The day he left home, Hans’s mother gave him two pieces of advice. She said:
‘I’m going to give you two pieces of un-German advice. Both are far older than what nowadays go by the name of Germany or France, and I do not want to have to say one day: I’d give both France and Germany for him not to be dead. You know, as far back as you can go in my family, the women have always given their sons two pieces of advice when they were leaving home.’
His mother’s voice is very calm, quiet, slow and distinct.
‘Never volunteer and always keep thinking about the things you love most. I do not ask you to think about me but about whatever you think you love most at the time, I’d be happy if it was me, but I know men are more than just sons, so think about what you really love, that’s what will see you through, and remember: never volunteer for anything.’
Hans crouching, feeling ashamed he hadn’t shouted a warning, a French drummer-boy would have shouted a warning, like in those legends of the French Revolution which their nanny used to tell them back home at Rosmar. Hans and his younger brothers used to laugh at them, to upset Mademoiselle Françoise, the French don’t do things like that, they never have time to be heroic, all they do is drink and sleep and when they wake up they run around like rabbits, they don’t have time to sound the alarm.
Hans and his brothers would laugh, you know, Mademoiselle, at school nobody says the French, they say the rabbits, Mademoiselle Françoise didn’t dare get angry and moved on to other stories, the children said sorry, they really liked that little drummer-boy and when they played games they made him a little Prussian drummer-boy, and they loved Mademoiselle Françoise and the stories she read them, about houses with three attics, mysterious lands with blue hills and wide tree-lined paths, Harlequins, Pierrots, dressing up, pony races and girls with fair hair and painfully sharp profiles.
Other families had English nannies. It didn’t seem quite as good having Mademoiselle Françoise. She’d been with them for thirteen years. It was Hans who took her to the station, that was barely two months ago, at the start of July. No other member of the family wanted to come.
Françoise stood very straight and wept:
‘Now I shan’t have time to finish the book I was reading from, Master Hans. Please read them the end of Le Grand Meaulnes, they love it, one of the heroes is called Frantz, Frantz, and I saw in the paper that one of your greatest generals is called von François, there won’t be a war, you can begin at the chapter entitled “A Day in the Country”.’
There hadn’t been time for Hans to continue reading the story.
The dragoons are now lined up many ranks deep the length of the forest track, three troops are required for the charge, article I of the Provisional Rules issued 14 May 1912 for the conduct of mounted exercises and manoeuvres, the cavalry shall attack by mounting a charge with bared sabres whenever a favourable opportunity presents itself.
Over a hundred riders, despite the losses of the preceding days, with one troop held in reserve, Captain Jourde has opted for an attack with sabre and lance, Jourde graduated from the military school at Saumur and our tactical answer to all situations was always a charge, otherwise your marks suffered, the lance is the latest model, number three, three metres of steel, it was solemnly delivered on the eve of the war to replace the old lance made from the male royal bamboo imported from Tonkin.
It was supposed to be used only by the leading rank in each squadron but it proved so popular that it was issued to every man.
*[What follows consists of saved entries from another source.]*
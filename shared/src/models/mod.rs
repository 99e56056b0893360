//! Data models
//!
//! Shared between pos-server and pos-client (via API).
//! DB row types use `#[cfg_attr(feature = "db", derive(sqlx::FromRow))]`.
//! Wire format is camelCase fields with SCREAMING_SNAKE_CASE enum values,
//! matching the existing dashboard contract.

pub mod category;
pub mod dining_table;
pub mod member;
pub mod order;
pub mod product;
pub mod reservation;
pub mod stock_log;
pub mod supplier;
pub mod system_user;

// Re-exports
pub use category::*;
pub use dining_table::*;
pub use member::*;
pub use order::*;
pub use product::*;
pub use reservation::*;
pub use stock_log::*;
pub use supplier::*;
pub use system_user::*;
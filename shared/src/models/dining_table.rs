//! Dining Table Model

use serde::{Deserialize, Serialize};

/// Table lifecycle (桌台状态)
///
/// AVAILABLE → SCANNED (order placed) → UNPAID (opened) → PAID (settled)
/// → AVAILABLE (cleared). Transitions happen only through explicit
/// operator actions; clearing back to AVAILABLE drops `current_order_id`.
#[derive(Debug, Clone, Copy, PartialEq, Eq, Serialize, Deserialize)]
#[cfg_attr(feature = "db", derive(sqlx::Type))]
#[cfg_attr(feature = "db", sqlx(rename_all = "SCREAMING_SNAKE_CASE"))]
#[serde(rename_all = "SCREAMING_SNAKE_CASE")]
pub enum TableStatus {
    Available,
    Scanned,
    Unpaid,
    Paid,
}

impl TableStatus {
    pub fn as_str(&self) -> &'static str {
        match self {
            TableStatus::Available => "AVAILABLE",
            TableStatus::Scanned => "SCANNED",
            TableStatus::Unpaid => "UNPAID",
            TableStatus::Paid => "PAID",
        }
    }
}

/// Dining table entity (桌台)
#[derive(Debug, Clone, Serialize, Deserialize)]
#[cfg_attr(feature = "db", derive(sqlx::FromRow))]
#[serde(rename_all = "camelCase")]
pub struct DiningTable {
    pub id: String,
    pub name: String,
    pub status: TableStatus,
    pub capacity: i32,
    pub area: Option<String>,
    pub current_order_id: Option<String>,
    pub sort_order: i32,
}

/// Create dining table payload
#[derive(Debug, Clone, Serialize, Deserialize)]
#[serde(rename_all = "camelCase")]
pub struct DiningTableCreate {
    pub name: String,
    pub status: Option<TableStatus>,
    pub capacity: i32,
    pub area: Option<String>,
    pub sort_order: Option<i32>,
}

/// Update dining table payload
#[derive(Debug, Clone, Default, Serialize, Deserialize)]
#[serde(rename_all = "camelCase")]
pub struct DiningTableUpdate {
    pub name: Option<String>,
    pub capacity: Option<i32>,
    pub area: Option<String>,
    pub current_order_id: Option<String>,
    pub sort_order: Option<i32>,
}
In normal circumstances, the lance is held vertically, its base secured in a holster fixed to the outside of the right stirrup.
As to the charge itself, the Colonel said it is ‘the queen of any battle’, especially when riders stay low on mounts measuring one metre sixty at the withers and weighing on average 500 pounds, with four years’ military training behind them, not a contrary bone in their bodies, Anglo-Norman stock but fiery, great character, ready for anything, solid physique and blood pumping from stout hearts, eager for battle, never as strong as when they hear the rumble of the ground under their hooves, feel their rider press with his knees, give the lightest touch of spur, ease the reins, stand up in the stirrups, crouch over their necks to present a smaller target to enemy fire and see less of the danger, and cry as they ride, because the war has stopped meaning only the death of other men.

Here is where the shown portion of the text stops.